Une collaboration indispensable aussi pour Clémence Roman, responsable du relais petite enfance financé par le CIAS qui fait le lien entre la crèche, l’école et les assistantes maternelles. « Cette classe passerelle est un vrai projet de prévention », analyse Christine Biel-Bazile, responsable PMI sur le secteur piscenois. « Pour les enfants en crèche ou non, pour ceux et celles en grande difficulté, elle permet une socialisation et une approche progressive de la collectivité. C’est un outil très important qui entretient le maillage autour de la petite enfance. On voit les bénéfices pour les parents qui ont une mauvaise image de l’école et les bienfaits pour les enfants », conclut-elle.
CONTINUITÉ ÉDUCATIVE
Les dispositifs passerelles (actions, lieux ou classes) initiés après la signature en 1990 d’un protocole, toujours en vigueur, entre le ministère de l’Éducation nationale et le secrétariat d’État chargé de la famille, tendent à assurer la continuité éducative des enfants de zéro à six ans.

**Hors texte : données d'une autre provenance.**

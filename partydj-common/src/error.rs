//! Common error types for PartyDJ

use thiserror::Error;

/// Common result type for PartyDJ operations
pub type Result<T> = std::result::Result<T, Error>;

/// Common error types across PartyDJ services
#[derive(Error, Debug)]
pub enum Error {
    /// Database operation error (wraps sqlx::Error)
    #[error("Database error: {0}")]
    Database(#[from] sqlx::Error),

    /// I/O operation error (wraps std::io::Error)
    #[error("IO error: {0}")]
    Io(#[from] std::io::Error),

    /// JSON encoding or decoding error
    #[error("Serialization error: {0}")]
    Serialization(#[from] serde_json::Error),

    /// Configuration loading or validation error
    #[error("Configuration error: {0}")]
    Config(String),

    /// Requested resource not found
    #[error("Not found: {0}")]
    NotFound(String),

    /// Invalid user input or request parameter
    #[error("Invalid input: {0}")]
    InvalidInput(String),

    /// Internal server error
    #[error("Internal error: {0}")]
    Internal(String),
}
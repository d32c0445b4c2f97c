//! Relational party records
//!
//! Parties are keyed by their six-character session code. The store knows
//! nothing about authorization; callers check host ownership.

use async_trait::async_trait;
use chrono::{DateTime, Utc};
use partydj_common::events::SessionStatus;
use sqlx::{sqlite::SqliteRow, Row, SqlitePool};

use crate::error::{Error, Result};
use crate::models::Party;

/// Catalog OAuth tokens of a host
#[derive(Debug, Clone, PartialEq, Eq)]
pub struct HostCredentials {
    pub user_id: String,
    pub refresh_token: String,
    /// Last access token, refreshed on demand
    pub access_token: Option<String>,
}

/// Party and host credential persistence
#[async_trait]
pub trait PartyStore: Send + Sync {
    async fn create_party(&self, party: &Party) -> Result<()>;

    async fn get_party_by_code(&self, code: &str) -> Result<Option<Party>>;

    async fn code_exists(&self, code: &str) -> Result<bool>;

    async fn set_session_status(&self, party_id: &str, status: SessionStatus) -> Result<()>;

    /// Add `delta` to the party's token spend, returning the new total
    async fn increment_token_spend(&self, party_id: &str, delta: u64) -> Result<u64>;

    async fn delete_party(&self, party_id: &str) -> Result<()>;

    async fn get_host_credentials(&self, user_id: &str) -> Result<Option<HostCredentials>>;

    async fn save_host_credentials(&self, credentials: &HostCredentials) -> Result<()>;
}

/// `PartyStore` on SQLite
#[derive(Clone)]
pub struct SqlitePartyStore {
    pool: SqlitePool,
}

impl SqlitePartyStore {
    pub fn new(pool: SqlitePool) -> Self {
        Self { pool }
    }
}

fn party_from_row(row: &SqliteRow) -> Result<Party> {
    let status: String = row.get("status");
    let status = SessionStatus::parse(&status)
        .ok_or_else(|| Error::Common(partydj_common::Error::Internal(format!("Unknown session status: {status}"))))?;

    let created_at: String = row.get("created_at");
    let created_at = DateTime::parse_from_rfc3339(&created_at)
        .map_err(|e| Error::Common(partydj_common::Error::Internal(format!("Failed to parse created_at: {e}"))))?
        .with_timezone(&Utc);

    let token_spend: i64 = row.get("token_spend");

    Ok(Party {
        id: row.get("id"),
        code: row.get("code"),
        owner_user_id: row.get("owner_user_id"),
        name: row.get("name"),
        description: row.get("description"),
        playlist_id: row.get("playlist_id"),
        token_spend: token_spend.max(0) as u64,
        status,
        created_at,
    })
}

#[async_trait]
impl PartyStore for SqlitePartyStore {
    async fn create_party(&self, party: &Party) -> Result<()> {
        sqlx::query(
            r#"
            INSERT INTO parties (
                id, code, owner_user_id, name, description,
                playlist_id, token_spend, status, created_at
            ) VALUES (?, ?, ?, ?, ?, ?, ?, ?, ?)
            "#,
        )
        .bind(&party.id)
        .bind(&party.code)
        .bind(&party.owner_user_id)
        .bind(&party.name)
        .bind(&party.description)
        .bind(&party.playlist_id)
        .bind(party.token_spend as i64)
        .bind(party.status.as_str())
        .bind(party.created_at.to_rfc3339())
        .execute(&self.pool)
        .await?;
        Ok(())
    }

    async fn get_party_by_code(&self, code: &str) -> Result<Option<Party>> {
        let row = sqlx::query(
            r#"
            SELECT id, code, owner_user_id, name, description,
                   playlist_id, token_spend, status, created_at
            FROM parties
            WHERE code = ?
            "#,
        )
        .bind(code)
        .fetch_optional(&self.pool)
        .await?;

        row.as_ref().map(party_from_row).transpose()
    }

    async fn code_exists(&self, code: &str) -> Result<bool> {
        let count: i64 = sqlx::query_scalar("SELECT COUNT(*) FROM parties WHERE code = ?")
            .bind(code)
            .fetch_one(&self.pool)
            .await?;
        Ok(count > 0)
    }

    async fn set_session_status(&self, party_id: &str, status: SessionStatus) -> Result<()> {
        let result = sqlx::query("UPDATE parties SET status = ? WHERE id = ?")
            .bind(status.as_str())
            .bind(party_id)
            .execute(&self.pool)
            .await?;
        if result.rows_affected() == 0 {
            return Err(Error::NotFound(format!("Party {party_id}")));
        }
        Ok(())
    }

    async fn increment_token_spend(&self, party_id: &str, delta: u64) -> Result<u64> {
        let total: Option<i64> = sqlx::query_scalar(
            "UPDATE parties SET token_spend = token_spend + ? WHERE id = ? RETURNING token_spend",
        )
        .bind(delta as i64)
        .bind(party_id)
        .fetch_optional(&self.pool)
        .await?;

        total
            .map(|t| t.max(0) as u64)
            .ok_or_else(|| Error::NotFound(format!("Party {party_id}")))
    }

    async fn delete_party(&self, party_id: &str) -> Result<()> {
        sqlx::query("DELETE FROM parties WHERE id = ?")
            .bind(party_id)
            .execute(&self.pool)
            .await?;
        Ok(())
    }

    async fn get_host_credentials(&self, user_id: &str) -> Result<Option<HostCredentials>> {
        let row = sqlx::query(
            "SELECT user_id, refresh_token, access_token FROM host_credentials WHERE user_id = ?",
        )
        .bind(user_id)
        .fetch_optional(&self.pool)
        .await?;

        Ok(row.map(|row| HostCredentials {
            user_id: row.get("user_id"),
            refresh_token: row.get("refresh_token"),
            access_token: row.get("access_token"),
        }))
    }

    async fn save_host_credentials(&self, credentials: &HostCredentials) -> Result<()> {
        sqlx::query(
            r#"
            INSERT INTO host_credentials (user_id, refresh_token, access_token, updated_at)
            VALUES (?, ?, ?, ?)
            ON CONFLICT(user_id) DO UPDATE SET
                refresh_token = excluded.refresh_token,
                access_token = excluded.access_token,
                updated_at = excluded.updated_at
            "#,
        )
        .bind(&credentials.user_id)
        .bind(&credentials.refresh_token)
        .bind(&credentials.access_token)
        .bind(partydj_common::time::now().to_rfc3339())
        .execute(&self.pool)
        .await?;
        Ok(())
    }
}
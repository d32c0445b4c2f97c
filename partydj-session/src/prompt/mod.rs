//! Prompt construction and completion parsing
//!
//! The composer bounds the prompt window, the parser turns the completion
//! back into track requests. Both only see `PlaylistSettings`, which is
//! built once at startup.

pub mod composer;
pub mod parser;

pub use composer::{compose_prompt, limit_message_tokens, TRUNCATION_STEP_CHARS};
pub use parser::parse_completion;

use crate::config::{Config, PromptConfig};
use crate::error::Result;
use crate::models::{PromptMessage, SessionMessage};
use crate::tokens::{token_count, TokenBudget, TokenEncoder};

/// Everything the prompt pipeline needs, resolved once
#[derive(Debug, Clone)]
pub struct PlaylistSettings {
    /// Language model identifier
    pub model: String,
    pub prompt: PromptConfig,
    /// Older user messages kept as context
    pub trailing_context_messages: usize,
    /// New user messages per prompt, also the regeneration cadence
    pub prompt_message_buffer: usize,
    pub budget: TokenBudget,
}

impl PlaylistSettings {
    /// Resolve settings and compute the token budget (fails fast on bad caps)
    pub fn from_config(config: &Config, encoder: &dyn TokenEncoder) -> Result<Self> {
        let system_tokens = token_count(encoder, &PromptMessage::system(&config.prompt.system_message));
        let budget = TokenBudget::compute(&config.budget, system_tokens as u64)?;

        Ok(Self {
            model: config.openai.model.clone(),
            prompt: config.prompt.clone(),
            trailing_context_messages: config.budget.trailing_context_messages,
            prompt_message_buffer: config.budget.prompt_message_buffer,
            budget,
        })
    }

    /// Whether `user_message_count` lands on the regeneration cadence
    pub fn is_regeneration_due(&self, user_message_count: usize) -> bool {
        user_message_count > 0 && user_message_count % self.prompt_message_buffer == 0
    }
}

/// Compose the prompt window for `log` and truncate it to the token caps
pub fn build_prompt(
    log: &[SessionMessage],
    settings: &PlaylistSettings,
    encoder: &dyn TokenEncoder,
) -> Result<Vec<PromptMessage>> {
    let messages = compose_prompt(log, settings);
    limit_message_tokens(messages, encoder, &settings.budget)
}

#[cfg(test)]
mod tests {
    use super::*;

    struct WordEncoder;

    impl TokenEncoder for WordEncoder {
        fn encoded_len(&self, text: &str) -> usize {
            text.split_whitespace().count()
        }
    }

    #[test]
    fn test_settings_from_default_config() {
        let settings = PlaylistSettings::from_config(&Config::default(), &WordEncoder).unwrap();
        assert_eq!(settings.prompt_message_buffer, 5);
        assert_eq!(settings.model, "gpt-3.5-turbo");
        assert_eq!(settings.budget.max_session_tokens, 75_000);
    }

    #[test]
    fn test_regeneration_cadence() {
        let settings = PlaylistSettings::from_config(&Config::default(), &WordEncoder).unwrap();
        let due: Vec<usize> = (0..=16).filter(|n| settings.is_regeneration_due(*n)).collect();
        assert_eq!(due, vec![5, 10, 15]);
    }
}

Deux secteurs de compétence donc, petite enfance et Éducation nationale, et un décret en 2000 qui pose les bases d’un partenariat local, d’actions et financier. La plupart des dispositifs ont été créés dans le cadre d’une politique d’action en faveur des milieux défavorisés. Les objectifs poursuivis sont la prévention des inégalités scolaires, une scolarisation progressive et précoce des enfants mais également une amélioration de la communication entre parents et école et un accompagnement dans l’exercice de la fonction parentale.